- How to complete this task -
Within the material below, tally every line that holds the word "mutable", then give the tally and nothing more.

- Exercise data -
◇ ◇ ◇ ◇ ◇ ◇ ◇

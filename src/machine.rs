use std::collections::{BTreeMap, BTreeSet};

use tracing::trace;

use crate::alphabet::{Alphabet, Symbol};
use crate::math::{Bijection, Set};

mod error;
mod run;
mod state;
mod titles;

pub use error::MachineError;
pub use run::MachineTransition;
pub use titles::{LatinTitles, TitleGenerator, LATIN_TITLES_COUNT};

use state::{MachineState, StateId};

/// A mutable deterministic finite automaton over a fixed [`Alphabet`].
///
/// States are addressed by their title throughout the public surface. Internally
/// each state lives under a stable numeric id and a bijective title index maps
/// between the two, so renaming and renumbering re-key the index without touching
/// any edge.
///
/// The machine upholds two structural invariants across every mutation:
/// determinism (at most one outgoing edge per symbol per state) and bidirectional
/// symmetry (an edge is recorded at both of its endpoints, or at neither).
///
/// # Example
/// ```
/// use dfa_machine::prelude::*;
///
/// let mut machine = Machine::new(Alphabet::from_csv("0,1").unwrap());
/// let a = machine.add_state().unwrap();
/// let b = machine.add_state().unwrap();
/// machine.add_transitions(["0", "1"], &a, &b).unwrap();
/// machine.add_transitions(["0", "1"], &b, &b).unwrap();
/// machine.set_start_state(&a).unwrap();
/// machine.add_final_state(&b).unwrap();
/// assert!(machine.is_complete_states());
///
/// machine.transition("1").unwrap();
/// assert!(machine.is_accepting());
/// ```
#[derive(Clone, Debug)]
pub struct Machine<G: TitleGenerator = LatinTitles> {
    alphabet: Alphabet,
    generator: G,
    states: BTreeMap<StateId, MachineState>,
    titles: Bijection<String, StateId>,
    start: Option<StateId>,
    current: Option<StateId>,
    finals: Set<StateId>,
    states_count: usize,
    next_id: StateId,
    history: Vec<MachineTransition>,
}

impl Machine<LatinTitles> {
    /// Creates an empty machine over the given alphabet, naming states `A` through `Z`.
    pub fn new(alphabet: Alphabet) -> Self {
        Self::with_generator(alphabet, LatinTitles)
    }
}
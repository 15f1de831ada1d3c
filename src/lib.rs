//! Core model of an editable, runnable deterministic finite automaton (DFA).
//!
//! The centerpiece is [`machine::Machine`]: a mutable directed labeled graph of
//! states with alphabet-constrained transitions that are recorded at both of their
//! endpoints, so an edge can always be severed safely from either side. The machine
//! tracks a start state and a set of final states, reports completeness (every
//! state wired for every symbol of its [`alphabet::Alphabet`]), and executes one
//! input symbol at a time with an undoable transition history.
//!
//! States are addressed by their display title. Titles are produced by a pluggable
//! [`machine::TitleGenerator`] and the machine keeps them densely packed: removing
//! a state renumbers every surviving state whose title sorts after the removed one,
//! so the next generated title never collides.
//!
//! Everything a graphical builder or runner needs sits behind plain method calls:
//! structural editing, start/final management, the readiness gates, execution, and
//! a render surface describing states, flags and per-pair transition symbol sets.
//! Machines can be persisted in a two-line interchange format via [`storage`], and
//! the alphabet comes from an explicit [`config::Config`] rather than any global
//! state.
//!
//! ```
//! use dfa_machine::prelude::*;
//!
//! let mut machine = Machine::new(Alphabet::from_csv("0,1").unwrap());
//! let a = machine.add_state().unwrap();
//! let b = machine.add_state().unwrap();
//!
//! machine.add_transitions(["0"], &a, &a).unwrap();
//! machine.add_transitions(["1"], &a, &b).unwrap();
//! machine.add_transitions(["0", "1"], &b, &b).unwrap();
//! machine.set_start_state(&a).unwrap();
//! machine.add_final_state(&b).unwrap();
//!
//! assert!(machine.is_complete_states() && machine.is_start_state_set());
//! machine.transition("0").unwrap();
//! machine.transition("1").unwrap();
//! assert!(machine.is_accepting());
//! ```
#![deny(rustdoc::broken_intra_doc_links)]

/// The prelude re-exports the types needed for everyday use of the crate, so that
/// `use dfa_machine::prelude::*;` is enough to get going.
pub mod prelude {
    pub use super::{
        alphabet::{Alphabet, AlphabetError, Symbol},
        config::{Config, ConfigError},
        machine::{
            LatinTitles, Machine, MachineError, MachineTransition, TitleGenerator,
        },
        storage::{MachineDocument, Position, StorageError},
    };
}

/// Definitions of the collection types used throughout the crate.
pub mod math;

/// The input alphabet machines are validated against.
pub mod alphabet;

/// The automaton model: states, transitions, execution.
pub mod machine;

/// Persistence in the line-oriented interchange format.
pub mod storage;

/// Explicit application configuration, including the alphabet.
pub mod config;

◇ ◇ ◇ ◇ ◇ ◇ ◇

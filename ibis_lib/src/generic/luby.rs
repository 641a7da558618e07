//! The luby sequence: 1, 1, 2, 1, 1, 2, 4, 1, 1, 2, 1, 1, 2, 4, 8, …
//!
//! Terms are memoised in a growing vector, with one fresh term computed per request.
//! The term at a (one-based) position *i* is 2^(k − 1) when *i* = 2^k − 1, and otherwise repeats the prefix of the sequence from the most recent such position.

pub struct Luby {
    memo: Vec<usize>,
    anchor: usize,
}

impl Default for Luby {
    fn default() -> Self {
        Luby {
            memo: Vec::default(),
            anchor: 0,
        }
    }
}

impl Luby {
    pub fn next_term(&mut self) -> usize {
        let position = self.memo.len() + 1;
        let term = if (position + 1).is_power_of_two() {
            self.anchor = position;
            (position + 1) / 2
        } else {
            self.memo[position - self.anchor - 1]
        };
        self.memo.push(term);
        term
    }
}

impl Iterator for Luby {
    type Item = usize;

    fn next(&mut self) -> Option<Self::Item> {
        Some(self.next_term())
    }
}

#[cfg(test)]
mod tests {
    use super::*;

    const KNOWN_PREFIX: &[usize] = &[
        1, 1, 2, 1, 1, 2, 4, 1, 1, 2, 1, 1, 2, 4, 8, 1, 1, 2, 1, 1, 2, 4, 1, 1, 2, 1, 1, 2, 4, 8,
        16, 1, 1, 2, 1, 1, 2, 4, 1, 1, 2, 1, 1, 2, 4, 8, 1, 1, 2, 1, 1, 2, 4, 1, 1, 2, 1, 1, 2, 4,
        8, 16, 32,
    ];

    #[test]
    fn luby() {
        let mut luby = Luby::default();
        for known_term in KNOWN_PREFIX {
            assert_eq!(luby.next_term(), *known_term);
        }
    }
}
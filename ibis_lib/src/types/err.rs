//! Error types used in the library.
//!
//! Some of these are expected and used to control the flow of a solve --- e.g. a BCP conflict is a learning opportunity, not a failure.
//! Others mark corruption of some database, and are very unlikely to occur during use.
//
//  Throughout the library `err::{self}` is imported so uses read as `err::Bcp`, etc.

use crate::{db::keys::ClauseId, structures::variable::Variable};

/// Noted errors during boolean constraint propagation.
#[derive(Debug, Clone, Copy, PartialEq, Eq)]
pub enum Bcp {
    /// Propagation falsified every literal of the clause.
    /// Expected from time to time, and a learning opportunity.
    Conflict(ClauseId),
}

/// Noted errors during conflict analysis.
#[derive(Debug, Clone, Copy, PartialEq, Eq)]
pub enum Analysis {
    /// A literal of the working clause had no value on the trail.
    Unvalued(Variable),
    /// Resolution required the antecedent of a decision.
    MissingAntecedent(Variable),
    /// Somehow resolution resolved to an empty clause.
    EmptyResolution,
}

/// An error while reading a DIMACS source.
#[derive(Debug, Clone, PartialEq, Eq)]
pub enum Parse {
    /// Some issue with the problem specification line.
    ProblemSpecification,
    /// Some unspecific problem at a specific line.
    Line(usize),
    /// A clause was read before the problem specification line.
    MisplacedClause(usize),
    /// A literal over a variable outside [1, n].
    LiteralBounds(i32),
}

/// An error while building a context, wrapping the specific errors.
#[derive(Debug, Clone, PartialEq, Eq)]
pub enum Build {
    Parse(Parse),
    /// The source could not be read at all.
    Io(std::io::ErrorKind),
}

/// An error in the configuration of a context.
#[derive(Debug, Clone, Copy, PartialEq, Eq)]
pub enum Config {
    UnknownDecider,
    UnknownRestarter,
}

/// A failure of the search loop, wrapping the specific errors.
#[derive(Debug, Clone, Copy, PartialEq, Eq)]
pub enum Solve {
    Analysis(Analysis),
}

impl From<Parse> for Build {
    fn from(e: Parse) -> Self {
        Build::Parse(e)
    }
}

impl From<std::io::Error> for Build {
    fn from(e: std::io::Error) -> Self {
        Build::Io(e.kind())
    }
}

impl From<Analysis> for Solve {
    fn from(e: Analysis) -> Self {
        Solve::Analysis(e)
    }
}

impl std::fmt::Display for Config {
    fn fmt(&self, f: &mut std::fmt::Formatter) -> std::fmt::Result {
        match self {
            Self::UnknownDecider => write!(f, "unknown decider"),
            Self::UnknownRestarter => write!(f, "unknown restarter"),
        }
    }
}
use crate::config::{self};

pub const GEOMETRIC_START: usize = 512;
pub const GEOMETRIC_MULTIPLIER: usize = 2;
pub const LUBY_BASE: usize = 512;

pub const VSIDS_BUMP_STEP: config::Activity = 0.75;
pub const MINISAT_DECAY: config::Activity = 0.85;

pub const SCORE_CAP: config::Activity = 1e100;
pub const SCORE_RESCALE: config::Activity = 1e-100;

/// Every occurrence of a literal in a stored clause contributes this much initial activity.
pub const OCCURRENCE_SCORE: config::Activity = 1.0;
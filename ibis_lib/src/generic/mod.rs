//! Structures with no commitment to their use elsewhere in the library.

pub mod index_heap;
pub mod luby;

◇ ◇ ◇ ◇ ◇ ◇ ◇

- Exercise response -
2